Prediction of SOH and RUL for Li-Ion Batteries in EV Based on AttentiveLSTM Multi-Task Model
Anuradha Tomar, Manvi Gupta, Jishnu Mittal, Archie Arya, Uday Varshney
Abstract
This study introduces innovative approach for predicting the State of Health (SOH) and Remaining Useful Life (RUL) of lithium-ion batteries, leveraging datasets from NASA and Oxford to establish a robust predictive framework. A key highlight is the development of a novel neural network architecture defined as AttentiveLSTM which integrates Long Short-Term Memory (LSTM) networks with Transformer mechanisms to enhance feature extraction and time-series forecasting.
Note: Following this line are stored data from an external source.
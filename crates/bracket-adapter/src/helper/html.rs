//! `Html` helper.

use bracket_engine::{HelperError, escape_html};

use super::{Helper, arg, unknown_method};

/// HTML building primitives.
///
/// - `escape(text)` escapes HTML special characters.
/// - `div(class, content)` wraps already-rendered content in a `div`.
pub struct HtmlHelper;

impl Helper for HtmlHelper {
    fn name(&self) -> &str {
        "Html"
    }

    fn call(&self, method: &str, args: &[&str]) -> Result<String, HelperError> {
        match method {
            "escape" => Ok(escape_html(arg(self.name(), args, 0)?)),
            "div" => {
                let class = arg(self.name(), args, 0)?;
                let content = arg(self.name(), args, 1)?;
                Ok(format!(
                    r#"<div class="{}">{content}</div>"#,
                    escape_html(class)
                ))
            }
            _ => Err(unknown_method(self.name(), method)),
        }
    }
}

#[cfg(test)]
mod tests {
    use super::*;

    #[test]
    fn test_escape() {
        assert_eq!(
            HtmlHelper.call("escape", &[r#"a "b" <c>"#]).unwrap(),
            "a &quot;b&quot; &lt;c&gt;"
        );
    }

    #[test]
    fn test_div_escapes_class_only() {
        assert_eq!(
            HtmlHelper.call("div", &["x\"y", "<b>hi</b>"]).unwrap(),
            r#"<div class="x&quot;y"><b>hi</b></div>"#
        );
    }

    #[test]
    fn test_unknown_method() {
        assert!(matches!(
            HtmlHelper.call("link", &["x"]),
            Err(HelperError::UnknownMethod { .. })
        ));
    }
}
//! Filters: groups of tags and how they render.
//!
//! A filter declares the tags it owns as static [`TagDef`]s and renders each
//! matched tag given its already-rendered content. Built-in filters are a
//! closed registry ([`FilterKind`]) so that names from configuration resolve
//! at construction time instead of at render time.
//!
//! # Example
//!
//! ```
//! use bracket_engine::{
//!     Engine, EngineConfig, Filter, RenderContext, Tag, TagDef, TagOutput,
//!     EngineError,
//! };
//!
//! struct KbdFilter;
//!
//! static KBD_TAGS: &[TagDef] = &[TagDef::inline("kbd")];
//!
//! impl Filter for KbdFilter {
//!     fn name(&self) -> &str { "Kbd" }
//!
//!     fn tags(&self) -> &'static [TagDef] { KBD_TAGS }
//!
//!     fn render(
//!         &self,
//!         _tag: &Tag,
//!         content: &str,
//!         _ctx: &RenderContext<'_>,
//!     ) -> Result<TagOutput, EngineError> {
//!         Ok(TagOutput::html(format!("<kbd>{content}</kbd>")))
//!     }
//! }
//!
//! let mut engine = Engine::new("Press [kbd]Ctrl+C[/kbd]", EngineConfig::default()).unwrap();
//! engine.add_filter(Box::new(KbdFilter));
//! assert_eq!(engine.parse().unwrap(), "Press <kbd>Ctrl+C</kbd>");
//! ```

mod block;
mod code;
mod default;
mod email;
mod image;
mod list;
mod quote;
mod table;
mod text;
mod url;
mod video;

use std::fmt;

pub use block::BlockFilter;
pub use code::CodeFilter;
pub use default::DefaultFilter;
pub use email::EmailFilter;
pub use image::ImageFilter;
pub use list::ListFilter;
pub use quote::QuoteFilter;
pub use table::TableFilter;
pub use text::TextFilter;
pub use url::UrlFilter;
pub use video::VideoFilter;

use crate::{EngineError, RenderContext, Tag, TagDef, TagOutput};

/// Renders a group of related tags.
///
/// # Thread Safety
///
/// Filters are `Send` so an engine can move between threads behind a lock;
/// they are never called concurrently.
pub trait Filter: Send {
    /// Filter name (e.g., "Default", "Url").
    ///
    /// Registering a filter with the same name replaces the earlier one.
    fn name(&self) -> &str;

    /// Tags handled by this filter.
    fn tags(&self) -> &'static [TagDef];

    /// Render a matched tag.
    ///
    /// `content` is the rendered (and, if enabled, escaped) tag content.
    /// Return [`TagOutput::Skip`] to emit the tag as literal text.
    fn render(
        &self,
        tag: &Tag,
        content: &str,
        ctx: &RenderContext<'_>,
    ) -> Result<TagOutput, EngineError>;
}

/// Built-in filter identifiers.
#[derive(Clone, Copy, Debug, PartialEq, Eq, Hash)]
pub enum FilterKind {
    Default,
    Email,
    Image,
    List,
    Quote,
    Text,
    Url,
    Video,
    Code,
    Table,
    Block,
}

impl FilterKind {
    /// Default filter set, in registration order.
    pub const DEFAULTS: [Self; 11] = [
        Self::Default,
        Self::Email,
        Self::Image,
        Self::List,
        Self::Quote,
        Self::Text,
        Self::Url,
        Self::Video,
        Self::Code,
        Self::Table,
        Self::Block,
    ];

    /// Registry name.
    #[must_use]
    pub fn as_str(self) -> &'static str {
        match self {
            Self::Default => "Default",
            Self::Email => "Email",
            Self::Image => "Image",
            Self::List => "List",
            Self::Quote => "Quote",
            Self::Text => "Text",
            Self::Url => "Url",
            Self::Video => "Video",
            Self::Code => "Code",
            Self::Table => "Table",
            Self::Block => "Block",
        }
    }

    /// Resolve a registry name.
    ///
    /// # Errors
    ///
    /// Returns `EngineError::UnknownFilter` if no built-in filter has the name.
    pub fn from_name(name: &str) -> Result<Self, EngineError> {
        Self::DEFAULTS
            .into_iter()
            .find(|kind| kind.as_str() == name)
            .ok_or_else(|| EngineError::UnknownFilter(name.to_owned()))
    }

    /// Instantiate the filter.
    #[must_use]
    pub fn create(self) -> Box<dyn Filter> {
        match self {
            Self::Default => Box::new(DefaultFilter),
            Self::Email => Box::new(EmailFilter),
            Self::Image => Box::new(ImageFilter),
            Self::List => Box::new(ListFilter),
            Self::Quote => Box::new(QuoteFilter),
            Self::Text => Box::new(TextFilter),
            Self::Url => Box::new(UrlFilter),
            Self::Video => Box::new(VideoFilter),
            Self::Code => Box::new(CodeFilter),
            Self::Table => Box::new(TableFilter),
            Self::Block => Box::new(BlockFilter),
        }
    }
}

impl fmt::Display for FilterKind {
    fn fmt(&self, f: &mut fmt::Formatter<'_>) -> fmt::Result {
        f.write_str(self.as_str())
    }
}

/// Wrap content in a plain element, e.g. `<b>content</b>`.
pub(crate) fn wrap(element: &str, content: &str) -> TagOutput {
    TagOutput::html(format!("<{element}>{content}</{element}>"))
}

#[cfg(test)]
pub(crate) mod test_support {
    use crate::{Engine, EngineConfig, FilterKind};

    /// Render `input` with a single filter registered.
    pub(crate) fn render_with(kind: FilterKind, input: &str) -> String {
        render_with_config(kind, input, EngineConfig::default())
    }

    /// Render `input` with a single filter and a custom configuration.
    pub(crate) fn render_with_config(kind: FilterKind, input: &str, config: EngineConfig) -> String {
        let mut engine = Engine::new(input, config).unwrap();
        engine.add_filter(kind.create());
        engine.parse().unwrap()
    }
}

#[cfg(test)]
mod tests {
    use super::*;

    #[test]
    fn test_from_name_round_trip() {
        for kind in FilterKind::DEFAULTS {
            assert_eq!(FilterKind::from_name(kind.as_str()).unwrap(), kind);
            assert_eq!(kind.create().name(), kind.as_str());
        }
    }

    #[test]
    fn test_from_name_unknown() {
        let err = FilterKind::from_name("DoesNotExist").unwrap_err();
        assert!(matches!(err, EngineError::UnknownFilter(ref n) if n == "DoesNotExist"));
    }

    #[test]
    fn test_from_name_is_case_sensitive() {
        assert!(FilterKind::from_name("url").is_err());
    }

    #[test]
    fn test_tag_names_are_unique_across_defaults() {
        let mut seen = std::collections::HashSet::new();
        for kind in FilterKind::DEFAULTS {
            for def in kind.create().tags() {
                assert!(seen.insert(def.name), "duplicate tag {}", def.name);
            }
        }
    }
}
The research addresses critical challenges in the domain, including the non-linear behavior of battery degradation, diverse operating conditions, and the scarcity of historical data. The proposed AttentiveLSTM model surpasses existing approaches in predictive accuracy for both SOH and RUL. Additionally, it introduces an advanced objective function combining Denoising Autoencoder (DAE) loss functions with prediction loss to improve model performance. This work not only advances predictive modeling techniques but also contributes to the broader goal of enabling more efficient and sustainable use of electric vehicle (EV) batteries, thereby supporting the transition to eco-friendly industrial transportation systems.